- RECORDED DATA -
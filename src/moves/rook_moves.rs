//! Rook slides along ranks and files.

use crate::game_state::board_location::Location;
use crate::game_state::chess_rules::ORTHOGONAL_DIRECTIONS;
use crate::game_state::chess_types::Color;
use crate::game_state::game_state::ChessGame;
use crate::moves::chess_move::ChessMove;
use crate::moves::ray_moves::cast_rays;

pub fn gather_rook_moves(
    game: &ChessGame,
    source: Location,
    color: Color,
    out: &mut Vec<ChessMove>,
) {
    cast_rays(game.board(), source, color, &ORTHOGONAL_DIRECTIONS, 7, out);
}

#[cfg(test)]
mod tests {
    use super::*;
    use crate::game_state::chess_types::{Piece, PieceKind};

    #[test]
    fn rook_sees_fourteen_squares_on_an_open_board() {
        let mut game = ChessGame::new_empty();
        let e4 = Location::new(4, 3);
        game.set_square_occupant(e4, Some(Piece::new(PieceKind::Rook, Color::White)));
        let mut out = Vec::new();
        gather_rook_moves(&game, e4, Color::White, &mut out);
        assert_eq!(out.len(), 14);
    }

    #[test]
    fn rook_is_boxed_in_at_the_start() {
        let game = ChessGame::new_game();
        let mut out = Vec::new();
        gather_rook_moves(&game, Location::new(0, 0), Color::White, &mut out);
        assert!(out.is_empty());
    }
}
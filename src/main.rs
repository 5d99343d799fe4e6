use std::path::PathBuf;
use std::process::ExitCode;
use std::time::Instant;

use clap::{Parser, Subcommand};
use tracing::{error, info};
use tracing_subscriber::EnvFilter;

use ivory_chess::chess_errors::ChessResult;
use ivory_chess::engines::engine_config::{Difficulty, EngineConfig, EngineKind};
use ivory_chess::game_state::chess_types::Color;
use ivory_chess::game_state::game_state::ChessGame;
use ivory_chess::move_generation::perft::perft_multi_threaded;
use ivory_chess::utils::engine_match_harness::{play_engine_match, MatchConfig};
use ivory_chess::utils::fen_parser::parse_placement;
use ivory_chess::utils::game_file::{load_game_from_path, save_game_to_path};
use ivory_chess::utils::long_algebraic::to_long_algebraic;
use ivory_chess::utils::render_game_state::render_game_state;

#[derive(Debug, Parser)]
#[command(name = "ivory_chess", version, about = "Chess rules engine and computer players")]
struct Cli {
    /// TOML file with `[minimax]` and `[mcts]` tables.
    #[arg(long, global = true)]
    config: Option<PathBuf>,

    /// Preset search budgets; applied on top of the config file.
    #[arg(long, global = true, value_enum)]
    difficulty: Option<Difficulty>,

    #[command(subcommand)]
    command: Command,
}

#[derive(Debug, Subcommand)]
enum Command {
    /// Let two computer players play each other from the starting position.
    Selfplay {
        #[arg(long, value_enum, default_value = "minimax")]
        white: EngineKind,
        #[arg(long, value_enum, default_value = "mcts")]
        black: EngineKind,
        #[arg(long, default_value_t = 200)]
        max_plies: u32,
        /// Write the finished game to this file.
        #[arg(long)]
        save: Option<PathBuf>,
    },
    /// Count leaf positions to validate move generation.
    Perft {
        #[arg(default_value_t = 4)]
        depth: u8,
        /// Piece placement (first FEN field); the standard position if absent.
        #[arg(long)]
        placement: Option<String>,
        #[arg(long)]
        black_to_move: bool,
    },
    /// Print the moves and final board of a saved game.
    Replay { path: PathBuf },
}

fn main() -> ExitCode {
    let filter = EnvFilter::try_from_default_env().unwrap_or_else(|_| EnvFilter::new("info"));
    tracing_subscriber::fmt().with_env_filter(filter).init();

    let cli = Cli::parse();
    match run(cli) {
        Ok(()) => ExitCode::SUCCESS,
        Err(err) => {
            error!(%err, "ivory_chess failed");
            ExitCode::FAILURE
        }
    }
}

fn run(cli: Cli) -> ChessResult<()> {
    let mut config = match &cli.config {
        Some(path) => EngineConfig::from_file(path)?,
        None => EngineConfig::default(),
    };
    if let Some(difficulty) = cli.difficulty {
        config.apply_difficulty(difficulty);
    }
    config.validate()?;

    match cli.command {
        Command::Selfplay {
            white,
            black,
            max_plies,
            save,
        } => {
            let mut white_ai = config.build_ai(white);
            let mut black_ai = config.build_ai(black);
            let result = play_engine_match(
                white_ai.as_mut(),
                black_ai.as_mut(),
                &MatchConfig { max_plies },
            )?;
            println!("{}", render_game_state(&result.final_game));
            println!("{}", result.played_moves_lan.join(" "));
            println!("{}", result.report());
            if let Some(path) = save {
                save_game_to_path(path, &result.final_game, result.side_to_move)?;
            }
        }
        Command::Perft {
            depth,
            placement,
            black_to_move,
        } => {
            let game = match placement {
                Some(text) => parse_placement(&text)?,
                None => ChessGame::new_game(),
            };
            let to_move = if black_to_move { Color::Black } else { Color::White };
            let started = Instant::now();
            let counts = perft_multi_threaded(&game, to_move, depth);
            info!(depth, elapsed_ms = started.elapsed().as_millis() as u64, "perft finished");
            println!("{counts:?}");
        }
        Command::Replay { path } => {
            let (game, to_move) = load_game_from_path(&path)?;
            let moves: Vec<String> = game.moves().iter().map(to_long_algebraic).collect();
            println!("{}", moves.join(" "));
            println!("{}", render_game_state(&game));
            let mut game = game;
            let (result, _) = game.generate_all_legal_moves_for_color(to_move);
            println!("{} to move: {result:?}", to_move.name());
        }
    }
    Ok(())
}
//! King steps and castling.

use crate::game_state::board_location::Location;
use crate::game_state::chess_rules::{
    ALL_DIRECTIONS, KINGSIDE_ROOK_FILE, KING_HOME_FILE, QUEENSIDE_ROOK_FILE,
};
use crate::game_state::chess_types::{Color, PieceKind};
use crate::game_state::game_state::ChessGame;
use crate::move_generation::legal_move_checks::is_square_attacked;
use crate::moves::chess_move::ChessMove;
use crate::moves::ray_moves::cast_rays;

pub fn gather_king_moves(
    game: &ChessGame,
    source: Location,
    color: Color,
    out: &mut Vec<ChessMove>,
) {
    cast_rays(game.board(), source, color, &ALL_DIRECTIONS, 1, out);
    gather_castles(game, source, color, out);
}

/// Castling needs an untouched king and rook, empty squares between them, and
/// a king that is not in check and does not cross or land on an attacked square.
fn gather_castles(game: &ChessGame, source: Location, color: Color, out: &mut Vec<ChessMove>) {
    let home = Location::new(KING_HOME_FILE, color.home_rank());
    if source != home || !game.is_square_untouched(home) {
        return;
    }
    let board = game.board();
    let enemy = color.opposite();
    if is_square_attacked(board, home, enemy) {
        return;
    }

    for rook_file in [KINGSIDE_ROOK_FILE, QUEENSIDE_ROOK_FILE] {
        let rook_source = Location::new(rook_file, home.rank);
        let is_own_rook = board
            .occupant(rook_source)
            .is_some_and(|piece| piece.kind == PieceKind::Rook && piece.color == color);
        if !is_own_rook || !game.is_square_untouched(rook_source) {
            continue;
        }

        let step = Location::new((rook_file - KING_HOME_FILE).signum(), 0);
        let mut between = home + step;
        let mut clear = true;
        while between != rook_source {
            if !board.is_vacant(between) {
                clear = false;
                break;
            }
            between = between + step;
        }
        if !clear {
            continue;
        }

        let transit = home + step;
        let destination = home + step * 2;
        if is_square_attacked(board, transit, enemy)
            || is_square_attacked(board, destination, enemy)
        {
            continue;
        }
        out.push(ChessMove::castle(home, destination, rook_source, transit));
    }
}

#[cfg(test)]
mod tests {
    use super::*;
    use crate::moves::chess_move::MoveKind;
    use crate::utils::fen_parser::parse_placement;

    fn castles(game: &ChessGame, color: Color) -> Vec<ChessMove> {
        let source = Location::new(KING_HOME_FILE, color.home_rank());
        let mut out = Vec::new();
        gather_king_moves(game, source, color, &mut out);
        out.retain(|mv| matches!(mv.kind, MoveKind::Castle { .. }));
        out
    }

    #[test]
    fn both_sides_castle_on_an_open_back_rank() {
        let game = parse_placement("r3k2r/8/8/8/8/8/8/R3K2R").expect("placement");
        let white = castles(&game, Color::White);
        assert_eq!(white.len(), 2);
        assert!(white.iter().any(|mv| mv.destination == Location::new(6, 0)
            && mv.touches(Location::new(5, 0))));
        assert!(white.iter().any(|mv| mv.destination == Location::new(2, 0)
            && mv.touches(Location::new(3, 0))));
        assert_eq!(castles(&game, Color::Black).len(), 2);
    }

    #[test]
    fn pieces_between_block_castling() {
        let game = parse_placement("4k3/8/8/8/8/8/8/RN2K1NR").expect("placement");
        assert!(castles(&game, Color::White).is_empty());
    }

    #[test]
    fn lone_king_steps_to_eight_squares() {
        let game = parse_placement("8/8/8/8/3K4/8/8/8").expect("placement");
        let mut out = Vec::new();
        gather_king_moves(&game, Location::new(3, 3), Color::White, &mut out);
        assert_eq!(out.len(), 8);
    }
}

- YOUR GOAL -
If a line of the entries holds the word "ChessResult", copy it out.

- ANSWER TO THE PROBLEM -
use ivory_chess::chess_errors::ChessResult;
fn run(cli: Cli) -> ChessResult<()> {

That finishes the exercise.